WHAT YOU SHOULD DO - Your task is to filter the data below down to the lines holding "lost".

Extracted data entries -
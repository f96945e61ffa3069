//! Backlog entries and the caller-facing task handle.

use std::any::Any;
use std::future::Future;
use std::panic::{self, AssertUnwindSafe};
use std::pin::Pin;
use std::sync::atomic::{AtomicBool, Ordering};
use std::sync::Arc;
use std::task::{Context, Poll};

use futures::FutureExt;
use tokio::sync::oneshot;

use crate::core::SchedulerError;
use crate::util::serde::{TaskAction, TaskId};

/// Payload of a panic caught at the task boundary.
type PanicPayload = Box<dyn Any + Send + 'static>;

/// What the one-shot cell carries back to the handle.
type Settled<T, E> = Result<Result<T, E>, PanicPayload>;

/// Boxed future that runs the work and fires the handle's continuation.
pub(crate) type TaskRun = Pin<Box<dyn Future<Output = TaskAction> + Send + 'static>>;

/// A submitted task waiting in the backlog.
///
/// The work is not started until the task is admitted. Dropping a pending task
/// drops its continuation, which leaves the handle unsettled for good.
pub(crate) struct PendingTask {
    pub id: TaskId,
    started: Arc<AtomicBool>,
    start: Box<dyn FnOnce() -> TaskRun + Send + 'static>,
}

impl PendingTask {
    /// Wrap `work` together with the sending half of a fresh one-shot cell.
    pub fn new<F, Fut, T, E>(id: TaskId, work: F) -> (Self, TaskHandle<T, E>)
    where
        F: FnOnce() -> Fut + Send + 'static,
        Fut: Future<Output = Result<T, E>> + Send + 'static,
        T: Send + 'static,
        E: Send + 'static,
    {
        let (tx, rx) = oneshot::channel::<Settled<T, E>>();
        let start = move || -> TaskRun {
            Box::pin(async move {
                // `work()` runs inside the guarded future so a panic while
                // building the future is caught too.
                let settled = AssertUnwindSafe(async move { work().await })
                    .catch_unwind()
                    .await;
                let action = match &settled {
                    Ok(Ok(_)) => TaskAction::Succeed,
                    Ok(Err(_)) => TaskAction::Fail,
                    Err(_) => TaskAction::Panic,
                };
                // Receiver gone means the caller detached; nothing to deliver.
                let _ = tx.send(settled);
                action
            })
        };
        let started = Arc::new(AtomicBool::new(false));
        let pending = Self {
            id,
            started: Arc::clone(&started),
            start: Box::new(start),
        };
        (pending, TaskHandle::new(id, rx, started))
    }

    /// Consume the entry and produce the future that executes it.
    ///
    /// From here on a lost continuation means the run future was dropped,
    /// not that the task was cleared from the backlog.
    pub fn start(self) -> TaskRun {
        self.started.store(true, Ordering::Release);
        (self.start)()
    }
}

/// Caller-visible handle to a task's eventual outcome.
///
/// Awaiting the handle yields the work's `Result<T, E>` verbatim. If the work
/// panicked, the panic is resumed in the awaiting task.
///
/// # Abandoned tasks
///
/// A task still in the backlog when [`Scheduler::clear`] runs is discarded and
/// its handle never settles: awaiting it directly waits forever. Use
/// [`TaskHandle::outcome`] to observe abandonment as an error instead.
///
/// The same holds for an admitted task whose runtime drops it before it
/// finishes (for example a [`TokioSpawner`] bound to a runtime that has shut
/// down); `outcome` reports that case as `SchedulerError::TaskDropped`.
///
/// Dropping a handle does not cancel the task; the work still runs when
/// admitted and its result is discarded.
///
/// [`Scheduler::clear`]: crate::core::Scheduler::clear
/// [`TokioSpawner`]: crate::runtime::TokioSpawner
#[must_use = "dropping a handle detaches the task and discards its result"]
pub struct TaskHandle<T, E> {
    id: TaskId,
    rx: oneshot::Receiver<Settled<T, E>>,
    started: Arc<AtomicBool>,
    abandoned: bool,
}

impl<T, E> TaskHandle<T, E> {
    const fn new(
        id: TaskId,
        rx: oneshot::Receiver<Settled<T, E>>,
        started: Arc<AtomicBool>,
    ) -> Self {
        Self {
            id,
            rx,
            started,
            abandoned: false,
        }
    }

    /// Identifier assigned at submission.
    #[must_use]
    pub const fn id(&self) -> TaskId {
        self.id
    }

    /// Wait for the task, reporting abandonment instead of hanging.
    ///
    /// # Errors
    ///
    /// Returns `SchedulerError::TaskAbandoned` if the task was discarded from
    /// the backlog by `clear` before it was admitted, and
    /// `SchedulerError::TaskDropped` if it was admitted but its runtime
    /// dropped it before it finished.
    pub async fn outcome(self) -> Result<Result<T, E>, SchedulerError> {
        if self.abandoned {
            return Err(self.lost());
        }
        let id = self.id;
        let started = Arc::clone(&self.started);
        match self.rx.await {
            Ok(Ok(result)) => Ok(result),
            Ok(Err(payload)) => panic::resume_unwind(payload),
            Err(_) if started.load(Ordering::Acquire) => Err(SchedulerError::TaskDropped(id)),
            Err(_) => Err(SchedulerError::TaskAbandoned(id)),
        }
    }

    fn lost(&self) -> SchedulerError {
        if self.started.load(Ordering::Acquire) {
            SchedulerError::TaskDropped(self.id)
        } else {
            SchedulerError::TaskAbandoned(self.id)
        }
    }
}

impl<T, E> Future for TaskHandle<T, E> {
    type Output = Result<T, E>;

    fn poll(self: Pin<&mut Self>, cx: &mut Context<'_>) -> Poll<Self::Output> {
        let this = self.get_mut();
        if this.abandoned {
            return Poll::Pending;
        }
        match Pin::new(&mut this.rx).poll(cx) {
            Poll::Ready(Ok(Ok(result))) => Poll::Ready(result),
            Poll::Ready(Ok(Err(payload))) => panic::resume_unwind(payload),
            Poll::Ready(Err(_)) => {
                // Sender dropped by `clear` or the runtime: stays pending forever.
                tracing::debug!(task_id = this.id, reason = %this.lost(), "awaited handle of lost task");
                this.abandoned = true;
                Poll::Pending
            }
            Poll::Pending => Poll::Pending,
        }
    }
}

impl<T, E> std::fmt::Debug for TaskHandle<T, E> {
    fn fmt(&self, f: &mut std::fmt::Formatter<'_>) -> std::fmt::Result {
        f.debug_struct("TaskHandle")
            .field("id", &self.id)
            .field("abandoned", &self.abandoned)
            .finish_non_exhaustive()
    }
}
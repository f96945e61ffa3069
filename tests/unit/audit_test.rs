//! Tests for audit sink

use prometheus_task_queue::core::{build_audit_event, AuditSink, InMemoryAuditSink};
use prometheus_task_queue::util::TaskAction;

#[test]
fn test_in_memory_audit_sink() {
    let sink = InMemoryAuditSink::new(10);

    sink.record(build_audit_event(
        "default",
        Some(1),
        TaskAction::Submit,
        Some("payload".to_string()),
    ));
    assert_eq!(sink.events().len(), 1);

    let events = sink.events();
    assert_eq!(events[0].task_id, Some(1));
    assert_eq!(events[0].action, TaskAction::Submit);
    assert_eq!(events[0].detail.as_deref(), Some("payload"));
}

#[test]
fn test_audit_sink_overflow() {
    let sink = InMemoryAuditSink::new(2);

    sink.record(build_audit_event("default", Some(1), TaskAction::Submit, None));
    sink.record(build_audit_event("default", Some(2), TaskAction::Submit, None));
    sink.record(build_audit_event("default", Some(3), TaskAction::Submit, None));

    let events = sink.events();
    assert_eq!(events.len(), 2);
    assert_eq!(events[0].task_id, Some(2)); // First one popped
    assert_eq!(events[1].task_id, Some(3));
}

#[test]
fn test_zero_sized_sink_drops_everything() {
    let sink = InMemoryAuditSink::new(0);
    sink.record(build_audit_event("default", None, TaskAction::Clear, None));
    assert!(sink.events().is_empty());
}

#[test]
fn test_clones_share_buffer() {
    let sink = InMemoryAuditSink::new(8);
    let writer = sink.clone();

    writer.record(build_audit_event("default", Some(4), TaskAction::Start, None));
    writer.record(build_audit_event("default", Some(5), TaskAction::Start, None));
    writer.record(build_audit_event("default", Some(4), TaskAction::Succeed, None));

    let actions: Vec<_> = sink.events_for(4).into_iter().map(|e| e.action).collect();
    assert_eq!(actions, vec![TaskAction::Start, TaskAction::Succeed]);
}

#[test]
fn test_build_audit_event() {
    let event = build_audit_event("uploads", Some(9), TaskAction::Fail, Some("timeout".into()));

    assert_eq!(event.scheduler, "uploads");
    assert_eq!(event.task_id, Some(9));
    assert_eq!(event.action, TaskAction::Fail);
    assert_eq!(event.detail, Some("timeout".to_string()));
    assert!(event.created_at_ms > 0);
    assert_eq!(event.event_id.len(), 36);
    assert_ne!(event.event_id, build_audit_event("uploads", None, TaskAction::Fail, None).event_id);
}
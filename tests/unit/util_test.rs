//! Tests for utility functions

use prometheus_task_queue::util::{init_tracing, now_ms, TaskAction, TaskId};

#[test]
fn test_task_action_names() {
    assert_eq!(TaskAction::Submit.to_string(), "submit");
    assert_eq!(TaskAction::Succeed.as_str(), "succeed");
    assert_eq!(TaskAction::Clear.to_string(), "clear");
}

#[test]
fn test_task_action_serde() {
    let json = serde_json::to_string(&TaskAction::Panic).unwrap();
    assert_eq!(json, "\"panic\"");
    let back: TaskAction = serde_json::from_str("\"start\"").unwrap();
    assert_eq!(back, TaskAction::Start);
}

#[test]
fn test_now_ms_advances() {
    let a = now_ms();
    std::thread::sleep(std::time::Duration::from_millis(2));
    assert!(now_ms() > a);
}

#[test]
fn test_init_tracing_is_idempotent() {
    init_tracing();
    init_tracing();
}

#[test]
fn test_task_id() {
    let id: TaskId = 12345;
    assert_eq!(id, 12345);
}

SOLVED EXERCISE -
    /// From here on a lost continuation means the run future was dropped,
            return Err(self.lost());
    fn lost(&self) -> SchedulerError {
                tracing::debug!(task_id = this.id, reason = %this.lost(), "awaited handle of lost task");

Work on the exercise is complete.